There appears to be two main reasons that can help you determine the answer to the above question:
- If upon buying shares, you later realise that errors were committed in the analysis – errors which fundamentally affect the business as a suitable investment – then you should sell even if it means a loss will be incurred. Remember, the key to successful investing is to rely on your data and analysis instead of Mr. Market’s emotional mood swings. It is possible that the stock price can go up even after you sell, causing you to realise your mistake. Everyone will make mistake and also learn from it.
- It’s very possible that upon buying shares, the stock price, for one reason or the other, rises dramatically in a short period of time. The best investors are the most humble investors. One’s chances of making money in the stock market over the long run increases significantly if you buy cheaply. But a cheap stock can become an expensive stock in a very short period of time for a host of reasons. Take your gain and move on. The share prices may decline later and you’ll be presented with the opportunity to buy again.
- The value of any stock or share ultimately rests on the present value on the company’s future cash flows. Valuation will always carry a degree of imprecision because anything in the future is uncertain. Hence this is why value investors rely heavily on the concept of the margin of safety concept in investing.
Usually the best clue for when to sell a stock comes from the issuing company, itself. One sure sign of trouble is if a company is having cash-flow problems, i.e. the cash it receives and the cash it pays out. You can find the information in the company’s annual reports, accessible on its Web site, or other sites.
Ideally, you sell a stock when it’s up so you can make a profit. But sometimes you have to cut your losses and sell when a stock is down. It’s incredibly easy to get tripped up in the stock market. Companies rise and fall at lightning speed, and information transmitted so quickly that the smallest tidbit of news can send shares soaring or falling in a single day.
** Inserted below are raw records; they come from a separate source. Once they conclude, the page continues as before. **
//! One function per page load: fetch the catalog, build the controller,
//! render HTML. Nothing is shared between loads.

use tracing::{debug, warn};

use crate::config::Config;
use crate::embed::{self, NoDelay};
use crate::html::{self, PageLinks};
use crate::loader::CatalogLoader;
use crate::navigation::{SessionHistory, ID_PARAM};
use crate::player::{PlayerController, PlayerPage, PlayerSurface};
use crate::video::is_valid_video_id;
use crate::view::{CatalogView, ALL_CATEGORIES};

pub const HOME_LOAD_ERROR: &str = "Failed to load video";

/// `category` query parameter of the library page, `"all"` when absent
pub fn category_from_query(query: &str) -> String {
    let query = query.strip_prefix('?').unwrap_or(query);
    url::form_urlencoded::parse(query.as_bytes())
        .find(|(key, _)| key == "category")
        .map(|(_, value)| value.into_owned())
        .unwrap_or_else(|| ALL_CATEGORIES.to_string())
}

/// Render the landing page with the featured video. No catalog fetch.
pub async fn home_page(config: &Config) -> String {
    let video_id = &config.player.default_video_id;
    let mut page = PlayerPage::new(&config.player.site_name);
    page.set_title(&format!("{} Videos", config.player.site_name));

    if is_valid_video_id(video_id) {
        embed::mount(&mut page, &NoDelay, config.embed_renderer().frame(video_id)).await;
    } else {
        warn!("Featured video id {:?} cannot be embedded", video_id);
        page.show_error(HOME_LOAD_ERROR, &config.catalog.home_page);
    }

    html::render_home_page(&page, &PageLinks::from_config(config))
}

/// Render the library page for `query`
pub async fn library_page(config: &Config, loader: &CatalogLoader, query: &str) -> String {
    let mut view = CatalogView::from_load(loader.load().await, config.catalog.player_page.clone());
    view.set_category(&category_from_query(query));

    let retry_address = if query.is_empty() {
        config.catalog.catalog_page.clone()
    } else {
        format!("{}?{}", config.catalog.catalog_page, query.trim_start_matches('?'))
    };

    debug!("Rendering library page, category {}", view.current_category());
    html::render_library_page(&view, &PageLinks::from_config(config), &retry_address)
}

/// Render the watch page for `query`
pub async fn watch_page(config: &Config, loader: &CatalogLoader, query: &str) -> String {
    let address = format!("{}?{}", config.catalog.player_page, query.trim_start_matches('?'));
    let mut player = PlayerController::new(
        config,
        SessionHistory::starting_at(address),
        Box::new(NoDelay),
    );
    let mut page = PlayerPage::new(&config.player.site_name);

    player.open(&mut page, query, loader.load().await).await;

    let neighbours = match player.current_index() {
        Some(index) => (
            index
                .checked_sub(1)
                .and_then(|i| player.catalog().get(i))
                .map(|v| v.id.as_str()),
            player.catalog().get(index + 1).map(|v| v.id.as_str()),
        ),
        None => (None, None),
    };

    debug!(
        "Rendering watch page for {}={:?}",
        ID_PARAM,
        player.current_video().map(|v| &v.id)
    );
    html::render_watch_page(&page, &PageLinks::from_config(config), neighbours)
}

#[cfg(test)]
mod tests {
    use super::*;
    use crate::config::ConfigBuilder;
    use scraper::{Html, Selector};
    use tempfile::TempDir;

    const DOCUMENT: &str = r#"{"videos":[
        {"id":"1","title":"One","description":"first","category":"a","thumbnail":"1.jpg","duration":"1:00"},
        {"id":"2","title":"Two","description":"second","category":"b","thumbnail":"2.jpg","duration":"2:00"},
        {"id":"3","title":"Three","description":"third","category":"a","thumbnail":"3.jpg","duration":"3:00"}
    ]}"#;

    fn count(html: &str, selector: &str) -> usize {
        let selector = Selector::parse(selector).unwrap();
        Html::parse_document(html).select(&selector).count()
    }

    async fn setup() -> (TempDir, Config, CatalogLoader) {
        let temp_dir = TempDir::new().unwrap();
        let path = temp_dir.path().join("videos.json");
        tokio::fs::write(&path, DOCUMENT).await.unwrap();
        let config = ConfigBuilder::new().with_source(path.to_str().unwrap()).build();
        let loader = CatalogLoader::from_config(&config);
        (temp_dir, config, loader)
    }

    #[test]
    fn test_category_from_query() {
        assert_eq!(category_from_query(""), "all");
        assert_eq!(category_from_query("?category=a"), "a");
        assert_eq!(category_from_query("category=Team%20Up"), "Team Up");
    }

    #[tokio::test]
    async fn test_library_page_filtered() {
        let (_dir, config, loader) = setup().await;
        let html = library_page(&config, &loader, "category=a").await;
        assert_eq!(count(&html, ".video-card"), 2);
    }

    #[tokio::test]
    async fn test_library_page_failure() {
        let config = ConfigBuilder::new().with_source("/nonexistent/videos.json").build();
        let loader = CatalogLoader::from_config(&config);
        let html = library_page(&config, &loader, "").await;

        assert_eq!(count(&html, ".error-message"), 1);
        assert_eq!(count(&html, ".no-videos"), 0);
        assert_eq!(count(&html, "a.retry-button[href=\"library.html\"]"), 1);
    }

    #[tokio::test]
    async fn test_library_page_error_status() {
        let url = crate::loader::test_support::serve_status_once("500 Internal Server Error").await;
        let config = ConfigBuilder::new().with_source(url).build();
        let loader = CatalogLoader::from_config(&config);
        let html = library_page(&config, &loader, "category=a").await;

        assert_eq!(count(&html, ".error-message"), 1);
        assert_eq!(count(&html, ".no-videos"), 0);
        assert_eq!(count(&html, "a.retry-button[href=\"library.html?category=a\"]"), 1);
    }

    #[tokio::test]
    async fn test_home_page_mounts_featured_video() {
        let config = ConfigBuilder::new().with_default_video("1071247401").build();
        let html = home_page(&config).await;
        let expected = config
            .embed_renderer()
            .render("1071247401", &embed::EmbedParams::new());

        let document = Html::parse_document(&html);
        let iframe = Selector::parse(".video-wrapper iframe").unwrap();
        let src = document.select(&iframe).next().unwrap().value().attr("src");
        assert_eq!(src, Some(expected.as_str()));
        assert_eq!(count(&html, ".retry-button"), 0);
    }

    #[tokio::test]
    async fn test_home_page_unplayable_video_offers_retry() {
        let config = ConfigBuilder::new().with_default_video("").build();
        let html = home_page(&config).await;

        assert_eq!(count(&html, "iframe"), 0);
        assert!(html.contains(HOME_LOAD_ERROR));
        assert_eq!(count(&html, "a.retry-button[href=\"index.html\"]"), 1);
    }

    #[tokio::test]
    async fn test_watch_page_middle_video() {
        let (_dir, config, loader) = setup().await;
        let html = watch_page(&config, &loader, "id=2").await;

        assert_eq!(count(&html, "a#prevButton[href=\"watch.html?id=1\"]"), 1);
        assert_eq!(count(&html, "a#nextButton[href=\"watch.html?id=3\"]"), 1);
        assert!(html.contains("<title>Two - TeamUp</title>"));
    }

    #[tokio::test]
    async fn test_watch_page_without_id() {
        let (_dir, config, loader) = setup().await;
        let html = watch_page(&config, &loader, "").await;

        assert_eq!(count(&html, "iframe"), 0);
        assert!(html.contains("No video ID provided."));
    }
}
When the market fluctuates so often, it makes it extremely difficult to stay focused on the intrinsic value of a stock.
The buy price also plays a significant role in determining the sell price of a particular investment instrument. The ultimate return one will gain on any investment is first determined by the buy price. Indeed, while buying at the right price may ultimately determine the profit gained, selling at the right price guarantees the actual profit, if any.
There are certain rules to every business and the same is true when buying or selling stocks or shares.
Rule 1. Every stock has a fundamental value, obtained by discounting the company’s expected future earnings. As a general rule, you should buy a stock below its fundamental value and sell it when its price reaches or exceeds the fundamental value. The difference between the two prices is the gain that you make. However, there is an exception to this rule. Some external or company-specific factors can alter a company’s business prospects.
Rule 2. Although knowing the fundamental value of a stock is core to a sell-decision, the process of calculating it can be extremely complicated. Whenever it is below the low end of the range, it is a buy signal. On the other hand, if it moves over the range’s high end, it indicates a sell.
Rule 3. Company’s earning yield is the reciprocal of PE multiple. PE multiple means the price you pay for each rupee of the company’s earning. So, its reciprocal, earning yield, would mean the amount that the company returns (earn) on each rupee that you paid to buy its share.
Rule 4. The need to maintain a well-diversified portfolio is another reason to sell a stock. The value of a company’s shares in your portfolio could double or triple in a short span. For example, suppose your stocks portfolio is worth Rs. 100, and you have a share of company ABC worth Rs. 10. Currently the weight of ABC in the overall portfolio is 10% (10/100).
Rule 5. Sometimes, shares of a company fall due to strong reasons. People who have invested in such shares should sell the stock immediately to minimise the losses. However, some investors start accumulating it further. These is investors are not willing to accept the fact that they made a wrong decision of buying that stock. The result is that they end up holding a laggard stock.
These are some of the rules that will help you make the right judgement. However, one single rule may not apply to all stocks at all times. The decision should be taken in entirety.
The bottom line is any sale that results in a gain is a good sale. When a sale results in a loss, and is accompanied by an understanding of why the loss occurred, it too may be considered a good sale. Selling is bad when it is dictated by emotion instead of data and analysis. Remember not to judge your selling by whether or not you are selling at the top. Instead focus on selling for reasons dictated by rational reasons of valuations and price.